12 En conséquence, il y a lieu de répondre à la question posée par la juridiction nationale que la juridiction saisie du recours d'une partie qui demande l'exécution, en application de l'article 40, alinéa 2, première phrase, de la convention, doit appeler à comparaitre la partie contre laquelle l'exécution est demandée, même lorsque la demande d'apposition de la formule exécutoire a été rejetée en première instance pour la seule raison que des documents n'avaient pas été produits en temps utile et que ladite apposition est demandée pour un état qui n'est pas l'état de séjour de la partie contre laquelle l'exécution est demandée.
Sur les dépens
13 Les frais exposés par le Gouvernement de la République Fédérale d'Allemagne et par la Commission des Communautés européennes, qui ont soumis des observations à la Cour, ne peuvent faire l'objet d'un remboursement.

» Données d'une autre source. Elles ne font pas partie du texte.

use std::io;

use clap::Parser;
use env_logger::Env;
use log_whisperer::{
    cli::{Args, Commands},
    config::ConfigStore,
    render,
    session::run_chat,
    setup::{run_configure, run_reset, run_status, Prompter},
};

fn main() {
    env_logger::Builder::from_env(Env::default().filter_or("LOG_WHISPERER_LOG", "warn")).init();
    let args = Args::parse();
    let res = ConfigStore::from_override(args.config).and_then(|store| match args.command {
        Commands::Configure { skip_test } => {
            run_configure(&store, &mut Prompter::stdio(), skip_test)
        }
        Commands::Chat {
            log_file,
            save,
            max_chars,
        } => run_chat(&store, &log_file, save, max_chars),
        Commands::Status => run_status(&store, &mut io::stdout(), render::stdout_is_tty()),
        Commands::Reset { yes } => run_reset(&store, &mut Prompter::stdio(), yes),
    });
    res.unwrap_or_else(|e| {
        eprintln!("{}", e);
        std::process::exit(1);
    });
}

La procédure revêtant, à l'égard des parties au principal, le caractère d'un incident soulevé devant la juridiction nationale, il appartient à celle-ci de statuer sur les dépens.
Par ces motifs,
LA COUR (deuxième chambre),
Statuant sur les questions à elle soumises par l'Oberlandesgericht Frankfurt AM main, par ordonnance du 12 août 1983, dit pour droit :
La juridiction saisie du recours d'une partie qui demande l'exécution, en application de l'article 40, alinéa 2, première phrase, de la convention, doit appeler à comparaitre la partie contre laquelle l'exécution est demandée, même lorsque la demande d'apposition de la formule exécutoire a été rejetée en première instance pour la seule raison que des documents n'avaient pas été produits en temps utile et que ladite apposition est demandée pour un état qui n'est pas l'état de séjour de la partie contre laquelle l'exécution est demandée.